Haven't watched very much television this Christmas - except for the inevitable Simpsons-a-thons, which will no doubt send me out onto the streets a pie-eyed, carnage-causing drink-driver - but I did see the repeat of last year's Not Only But Always, the drama-doc about Peter Cook and Dudley Moore.
Rhys Ifans and Aidan McArdle were excellent in the lead roles, it's true - Ifans looked uncannily like Cook, especially the glassy-eyed, superior stare and the all-conquering drawl.
But I was a little disappointed, even more so on second viewing, by how unconvincing - and, indeed, pointless - the brief reconstructions of sketches were. And especially how, for two such brilliantly hilarious people, Terry Johnson's screenplay paid very little attention to their humour, much more on angsty soap operatics: oh-so-predictable crackerjack cliches about Cook the bitter'n'twisted, wasted talent; Moore the safe, soft, sell-out 'straight man'. All entirely unworthy of them both.
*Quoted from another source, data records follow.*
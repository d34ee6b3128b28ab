//! Authorization service interface.
//!
//! The gate does not decide rights on its own. It asks an [`AuthService`]
//! one of two questions and maps the answer:
//!
//! - [`AuthService::has_milestone_admin`] for milestone-scoped requests
//! - [`AuthService::has_project_admin`] for project-scoped requests

mod error;
mod memory;

use async_trait::async_trait;
use derive_more::{Display, From};
use serde::{Deserialize, Serialize};

pub use self::error::{AuthError, AuthOutcome};
pub use self::memory::{AdminGrants, MemoryAuthService, ProjectGrants};
use crate::extract::ActingUser;

/// Identifier of a milestone.
#[derive(Debug, Clone, Copy, PartialEq, Eq, Hash, PartialOrd, Ord)]
#[derive(Display, From, Serialize, Deserialize)]
#[serde(transparent)]
pub struct MilestoneId(pub i64);

/// Identifier of a project.
#[derive(Debug, Clone, Copy, PartialEq, Eq, Hash, PartialOrd, Ord)]
#[derive(Display, From, Serialize, Deserialize)]
#[serde(transparent)]
pub struct ProjectId(pub i64);

/// Answers administrative-rights questions for the gate.
///
/// `Ok(true)` grants, `Ok(false)` denies and `Err` reports that the question
/// could not be answered. An [`AuthError`] may carry the HTTP status the
/// rejection should use.
#[async_trait]
pub trait AuthService: Send + Sync {
    /// Whether `user` may administer the milestone.
    async fn has_milestone_admin(
        &self,
        user: &ActingUser,
        milestone_id: MilestoneId,
    ) -> Result<bool, AuthError>;

    /// Whether `user` may administer the project.
    async fn has_project_admin(
        &self,
        user: &ActingUser,
        project_id: ProjectId,
    ) -> Result<bool, AuthError>;
}
//! Resolution of the resource a request wants to administer.

use derive_more::Display;

use crate::extract::{ParsedInt, RequestParams};
use crate::service::{MilestoneId, ProjectId};

/// Generic identifier parameter, read as a milestone id.
pub const ID_PARAM: &str = "id";
/// Explicit milestone identifier parameter.
pub const MILESTONE_ID_PARAM: &str = "milestoneId";
/// Parent project identifier parameter.
pub const PROJECT_ID_PARAM: &str = "projectId";

/// The single resource whose admin rights a request needs.
#[derive(Debug, Clone, Copy, PartialEq, Eq, Hash, Display)]
pub enum AdminTarget {
    /// Milestone-level check.
    #[display("milestone {_0}")]
    Milestone(MilestoneId),
    /// Project-level check.
    #[display("project {_0}")]
    Project(ProjectId),
    /// An identifier was supplied but does not fit any known id.
    ///
    /// It still pins its branch: a `milestoneId` out of range never falls
    /// back to `id` or `projectId`.
    #[display("{param} out of range")]
    OutOfRange {
        /// Name of the parameter that was out of range.
        param: &'static str,
    },
    /// No usable identifier was supplied.
    #[display("unresolved")]
    Unresolved,
}

impl AdminTarget {
    /// Picks the target from request parameters.
    ///
    /// `milestoneId` wins over `id`, and either wins over `projectId`.
    /// Parameters without any digits count as absent, so a garbage
    /// `milestoneId` falls back to `id` rather than failing. Digits that
    /// overflow resolve to [`AdminTarget::OutOfRange`].
    pub fn resolve(params: &RequestParams) -> Self {
        let milestone = params
            .int_param(MILESTONE_ID_PARAM)
            .map(|parsed| (MILESTONE_ID_PARAM, parsed))
            .or_else(|| params.int_param(ID_PARAM).map(|parsed| (ID_PARAM, parsed)));

        match milestone {
            Some((_, ParsedInt::Value(id))) => Self::Milestone(MilestoneId(id)),
            Some((param, ParsedInt::OutOfRange)) => Self::OutOfRange { param },
            None => match params.int_param(PROJECT_ID_PARAM) {
                Some(ParsedInt::Value(id)) => Self::Project(ProjectId(id)),
                Some(ParsedInt::OutOfRange) => Self::OutOfRange {
                    param: PROJECT_ID_PARAM,
                },
                None => Self::Unresolved,
            },
        }
    }
}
Frankly, the film got off to a bad start with the scene showing a drunken Cook, in his final years, calling an early-hours LBC phone-in show as 'Sven from Swiss Cottage', and sounding not witty and satirical but dull, embarrassing and sad - and the radio host awkwardly treating him as such.
Not true at all. 'Sven from Swiss Cottage' was a superbly sharp creation and improvisation, expertly played and downplayed by Cook, with his despairing references to his lost wife Yuta, his attempts to woo Ingeborg from the dry cleaner's, and how big-screen footage about fishing helps curb football hooliganism in Norway.
So the film, beautifully-shot and acted though it is, played a more helpful role by sending me back to my Pete'n'Dud recordings.
'Cos they give me the 'orn...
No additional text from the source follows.